Dr. Marcotrigiano: The AI-driven protein prediction software was also crucial.It helped us identify genetic mutations associated with high LDL levels and understand how these mutations affect the binding process. Without this technology, we wouldn’t have been able to tease apart the intricate details of LDL’s function in the body.
implications for Treatment
Senior Editor: What are the potential implications of this research for treating high cholesterol and heart disease?
Dr. Remaley: One of the most exciting possibilities is the advancement of targeted therapies for familial hypercholesterolemia (FH) and other forms of high cholesterol. By identifying specific genetic mutations, we can create treatments that are more effective for individuals with these conditions.
Dr. Marcotrigiano: Additionally, this research could enhance the effectiveness of existing treatments like statins. By understanding the precise mechanisms of LDL binding, we may be able to design new drugs that work more effectively in reducing LDL levels, ultimately preventing heart disease.
The Future of Cardiovascular Research
Senior editor: Looking ahead,what does this discovery mean for the future of cardiovascular research?
Dr. Remaley: This study is just the beginning. we now have a clearer picture of how LDL works in the body, but there’s still much to learn. Future research will focus on developing and testing new treatments based on these findings.
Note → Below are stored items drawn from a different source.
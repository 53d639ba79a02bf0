pub mod codec;
pub mod session;

use agent::{Agent, AgentError, CancelToken, Policy};
use game::{Chase, Move, Status};
use indicatif::{ProgressBar, ProgressStyle};
use log::info;
use rayon::{
    prelude::{IntoParallelIterator, ParallelIterator},
    ThreadPool, ThreadPoolBuilder,
};
use std::num::NonZeroUsize;
use thiserror::Error;

#[derive(Error, Debug)]
pub enum RunnerBuildError {
    #[error("failed to build thread pool: {0}")]
    ThreadPoolBuildError(#[from] rayon::ThreadPoolBuildError),
}

#[derive(Debug, Clone, PartialEq, Eq)]
/// Configuration for the episode runner.
pub struct RunnerConfig {
    /// The number of threads to use.
    pub num_threads: Option<NonZeroUsize>,
    /// Number of episodes to play.
    pub episodes: usize,
    /// Track width of each episode's game.
    pub width: u64,
    /// Tick limit after which the prey escapes.
    pub max_ticks: u64,
}

#[derive(Debug, Clone, Copy, PartialEq, Eq, Default)]
/// Tally of a batch of episodes.
pub struct Summary {
    pub caught: usize,
    pub escaped: usize,
    /// Episodes cut short by cancellation.
    pub unfinished: usize,
}

/// Plays batches of independent episodes in parallel, one agent and one
/// channel per episode, with no shared state between them.
pub struct Runner {
    config: RunnerConfig,
    thread_pool: ThreadPool,
}

impl Runner {
    /// Creates a new runner.
    pub fn new(config: RunnerConfig) -> Result<Self, RunnerBuildError> {
        let mut thread_pool_builder = ThreadPoolBuilder::new();

        if let Some(num_threads) = config.num_threads {
            thread_pool_builder = thread_pool_builder.num_threads(num_threads.get());
        }

        let thread_pool = thread_pool_builder.build()?;

        Ok(Self {
            config,
            thread_pool,
        })
    }

    /// Play one episode per slot, each with a freshly built agent and game.
    ///
    /// `make_agent` receives the episode index and the returned agent is
    /// assigned that index as its identity before the first tick.
    pub fn run<P, F>(
        &self,
        make_agent: F,
        cancel: Option<&CancelToken>,
    ) -> Result<Summary, AgentError>
    where
        P: Policy<State = Chase, Action = Move>,
        F: Fn(usize) -> Agent<P> + Sync,
    {
        self.thread_pool.install(|| {
            let progress_bar = ProgressBar::new(self.config.episodes as u64);
            progress_bar.set_style(
                ProgressStyle::default_bar()
                    .template("{spinner:.white} [{bar:40.green/white}] {pos:>7}/{len:7}")
                    .unwrap()
                    .progress_chars("#>-"),
            );
            progress_bar.tick();

            let statuses = (0..self.config.episodes)
                .into_par_iter()
                .map(|index| {
                    let mut game = Chase::new(self.config.width, self.config.max_ticks);
                    let mut agent = make_agent(index);
                    agent.assign_id(index as u32);

                    let status = session::run_episode(&mut game, &mut agent, cancel)?;

                    progress_bar.inc(1);

                    Ok(status)
                })
                .collect::<Result<Vec<_>, AgentError>>()?;

            progress_bar.finish();

            let mut summary = Summary::default();

            for status in statuses {
                match status {
                    Status::Ongoing => summary.unfinished += 1,
                    Status::Caught => summary.caught += 1,
                    Status::Escaped => summary.escaped += 1,
                }
            }

            info!(
                "batch done: caught={} escaped={} unfinished={}",
                summary.caught, summary.escaped, summary.unfinished
            );

            Ok(summary)
        })
    }
}

#[cfg(test)]
mod tests {
    use super::*;
    use crate::codec::{greedy_service, ChaseCodec};
    use agent::{CommPolicy, InlineChannel};

    fn config(episodes: usize) -> RunnerConfig {
        RunnerConfig {
            num_threads: NonZeroUsize::new(2),
            episodes,
            width: 8,
            max_ticks: 64,
        }
    }

    fn make_greedy_agent(_index: usize) -> Agent<impl Policy<State = Chase, Action = Move>> {
        let mut policy = CommPolicy::new(ChaseCodec);
        policy.bind_channel(InlineChannel::new(greedy_service));
        Agent::new(policy)
    }

    #[test]
    fn test_all_greedy_episodes_end_in_a_catch() {
        let runner = Runner::new(config(4)).unwrap();

        let summary = runner.run(make_greedy_agent, None).unwrap();

        assert_eq!(
            summary,
            Summary {
                caught: 4,
                escaped: 0,
                unfinished: 0,
            }
        );
    }

    #[test]
    fn test_cancelled_batch_reports_unfinished_episodes() {
        let runner = Runner::new(config(3)).unwrap();
        let cancel = CancelToken::new();
        cancel.cancel();

        let summary = runner.run(make_greedy_agent, Some(&cancel)).unwrap();

        assert_eq!(summary.unfinished, 3);
    }
}
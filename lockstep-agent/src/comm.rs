use crate::{channel::Channel, AgentError, CancelToken, Outcome, Policy, Tick};
use log::{debug, trace};

/// Serialization pairing between one game's snapshot/action types and one
/// channel's payload type. Implemented once per concrete agent/game
/// combination.
pub trait Codec {
    type State;
    type Action;
    type Payload;

    /// Telemetry/timing pre-hook, run before the protocol for an active
    /// tick (including the flush at episode end).
    fn before_decide(&mut self, _tick: Tick, _cancel: Option<&CancelToken>) {}

    /// Invoked once when a channel is bound to the owning policy.
    fn on_channel_bound(&mut self) {}

    /// Serialize the snapshot into the request slot.
    fn extract(&mut self, state: &Self::State, request: &mut Self::Payload);

    /// Write a decision decoded from the reply slot into the output slot.
    fn decode(&mut self, reply: &Self::Payload, action: &mut Self::Action);
}

/// Channel-backed decision policy.
///
/// Each active tick runs the synchronous protocol: serialize the snapshot
/// into the channel's request slot, block on the round trip, decode the
/// reply into the output action. A failed round trip voids only that tick;
/// the surrounding session keeps going.
pub struct CommPolicy<C, E> {
    channel: Option<C>,
    codec: E,
}

impl<C, E> CommPolicy<C, E>
where
    C: Channel,
    E: Codec<Payload = C::Payload>,
{
    /// Create a policy with no channel bound yet. Deciding before
    /// [`bind_channel`](Self::bind_channel) fails with
    /// [`AgentError::ChannelUnbound`].
    pub fn new(codec: E) -> Self {
        Self {
            channel: None,
            codec,
        }
    }

    /// One-time binding of the channel collaborator.
    pub fn bind_channel(&mut self, channel: C) {
        self.channel = Some(channel);
        self.codec.on_channel_bound();
    }

    pub fn channel(&self) -> Result<&C, AgentError> {
        self.channel.as_ref().ok_or(AgentError::ChannelUnbound)
    }

    /// The bound channel's current request/reply slot.
    pub fn payload(&self) -> Result<&C::Payload, AgentError> {
        self.channel().map(Channel::payload)
    }

    pub fn codec(&self) -> &E {
        &self.codec
    }
}

impl<C, E> Policy for CommPolicy<C, E>
where
    C: Channel,
    E: Codec<Payload = C::Payload>,
{
    type State = E::State;
    type Action = E::Action;

    fn decide(
        &mut self,
        tick: Tick,
        state: &Self::State,
        action: Option<&mut Self::Action>,
        cancel: Option<&CancelToken>,
    ) -> Result<Outcome, AgentError> {
        let channel = self.channel.as_mut().ok_or(AgentError::ChannelUnbound)?;

        self.codec.before_decide(tick, cancel);

        channel.prepare();
        self.codec.extract(state, channel.payload_mut());

        if !channel.send_and_wait(cancel) {
            // The output slot is left untouched; the session treats this as
            // "no action this tick".
            debug!("round trip voided at tick {}", tick);
            return Ok(Outcome::Failed);
        }

        // A `None` slot is the flush path: the state went out, no reply
        // decoding is wanted.
        if let Some(action) = action {
            self.codec.decode(channel.payload(), action);
        }

        Ok(Outcome::Acted)
    }

    fn end_episode(&mut self, tick: Tick, state: &Self::State) -> Result<bool, AgentError> {
        if self.channel.is_none() {
            return Ok(false);
        }

        // Send the final snapshot before the channel forgets the episode;
        // no action is requested and a refused flush is not an error.
        trace!("flushing final state at tick {}", tick);
        let _ = self.decide(tick, state, None, None);

        if let Some(channel) = self.channel.as_mut() {
            channel.reset();
        }

        Ok(true)
    }
}
use std::fmt;
use std::sync::Arc;

use futures::{SinkExt, StreamExt};
use http::StatusCode;
use tokio::io::{AsyncRead, AsyncWrite};
use tokio_util::codec::{FramedRead, FramedWrite};
use tracing::{error, info};

use crate::codec::{RequestDecoder, ResponseEncoder};
use crate::protocol::{Body, HttpError, Request, Response};
use crate::responder::{BoxError, Responder};

/// Default capacity of the buffered read chunk per parse attempt.
pub const DEFAULT_READ_BUFFER_SIZE: usize = 80 * 1024;

type ResponderForRequest = dyn Fn(&Request) -> Arc<dyn Responder> + Send + Sync;
type KeepConnectionForRequest = dyn Fn(&Request) -> bool + Send + Sync;
type FailureResponder = dyn Fn(&BoxError) -> Response + Send + Sync;

/// What a connection needs to turn requests into responses.
///
/// Bundles the three caller-supplied decisions of the serve loop: which
/// responder handles a just-parsed request, whether the connection is kept
/// for another exchange afterwards, and how a responder failure maps to a
/// response.
pub struct ConnectionService {
    responder_for_request: Box<ResponderForRequest>,
    keep_connection_for_request: Box<KeepConnectionForRequest>,
    failure_responder: Box<FailureResponder>,
}

impl ConnectionService {
    /// A service that always dispatches to `responder`, keeps the connection
    /// per the request's own keep-alive decision, and maps responder errors
    /// to [`default_failure_responder`].
    pub fn new(responder: Arc<dyn Responder>) -> Self {
        Self {
            responder_for_request: Box::new(move |_: &Request| Arc::clone(&responder)),
            keep_connection_for_request: Box::new(Request::keep_alive),
            failure_responder: Box::new(default_failure_responder),
        }
    }

    /// Chooses the responder from the just-parsed request instead of using a
    /// fixed one. The indirection lets the caller pick a responder based on
    /// request content before it is invoked.
    pub fn with_responder_for_request<F>(mut self, f: F) -> Self
    where
        F: Fn(&Request) -> Arc<dyn Responder> + Send + Sync + 'static,
    {
        self.responder_for_request = Box::new(f);
        self
    }

    pub fn with_keep_connection_for_request<F>(mut self, f: F) -> Self
    where
        F: Fn(&Request) -> bool + Send + Sync + 'static,
    {
        self.keep_connection_for_request = Box::new(f);
        self
    }

    pub fn with_failure_responder<F>(mut self, f: F) -> Self
    where
        F: Fn(&BoxError) -> Response + Send + Sync + 'static,
    {
        self.failure_responder = Box::new(f);
        self
    }
}

impl fmt::Debug for ConnectionService {
    fn fmt(&self, f: &mut fmt::Formatter<'_>) -> fmt::Result {
        f.debug_struct("ConnectionService").finish_non_exhaustive()
    }
}

/// Maps a responder failure to `500 Internal Server Error` with the error
/// description as a plain-text body.
pub fn default_failure_responder(error: &BoxError) -> Response {
    Response::with_body(StatusCode::INTERNAL_SERVER_ERROR, Body::text(error.to_string()))
}

/// An HTTP connection owning one accepted socket exclusively.
///
/// Drives the per-connection lifecycle: parse a request, resolve and invoke
/// the responder, serialize the response, then either loop for the next
/// request (keep-alive) or close.
///
/// # Type Parameters
///
/// * `R`: the async readable half
/// * `W`: the async writable half
#[derive(Debug)]
pub struct HttpConnection<R, W> {
    framed_read: FramedRead<R, RequestDecoder>,
    framed_write: FramedWrite<W, ResponseEncoder>,
}

impl<R, W> HttpConnection<R, W>
where
    R: AsyncRead + Unpin,
    W: AsyncWrite + Unpin,
{
    pub fn new(reader: R, writer: W) -> Self {
        Self::with_read_buffer_size(reader, writer, DEFAULT_READ_BUFFER_SIZE)
    }

    pub fn with_read_buffer_size(reader: R, writer: W, read_buffer_size: usize) -> Self {
        Self {
            framed_read: FramedRead::with_capacity(reader, RequestDecoder::new(), read_buffer_size),
            framed_write: FramedWrite::new(writer, ResponseEncoder::new()),
        }
    }

    /// Serves request/response exchanges until the peer closes, the
    /// keep-alive decision says stop, or the transport fails.
    ///
    /// Responder failures are translated by the service's failure responder
    /// and do not close the connection by themselves; parse and write
    /// failures do, surfacing as the returned [`HttpError`].
    pub async fn serve(mut self, service: &ConnectionService) -> Result<(), HttpError> {
        loop {
            let request = match self.framed_read.next().await {
                Some(Ok(request)) => request,
                Some(Err(e)) => return Err(e.into()),
                None => {
                    info!("peer closed the connection");
                    return Ok(());
                }
            };

            let keep_connection = (service.keep_connection_for_request)(&request);
            let responder = (service.responder_for_request)(&request);

            let response = match responder.respond(request).await {
                Ok(response) => response,
                Err(e) => {
                    error!(cause = %e, "responder failed, sending failure response");
                    (service.failure_responder)(&e)
                }
            };

            self.framed_write.send(response).await?;

            if !keep_connection {
                info!("closing connection");
                return Ok(());
            }
        }
    }
}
Dr. Marcotrigiano: Yes, and I believe this research will inspire further advancements in the field. By continuing to explore the complexities of LDL and its receptor, we can unlock even more secrets of heart disease prevention and treatment.
Senior Editor: Thank you both for sharing your insights. This research is truly groundbreaking and offers hope for a future with fewer heart disease-related deaths.
For more facts, visit the National Institutes of Health website.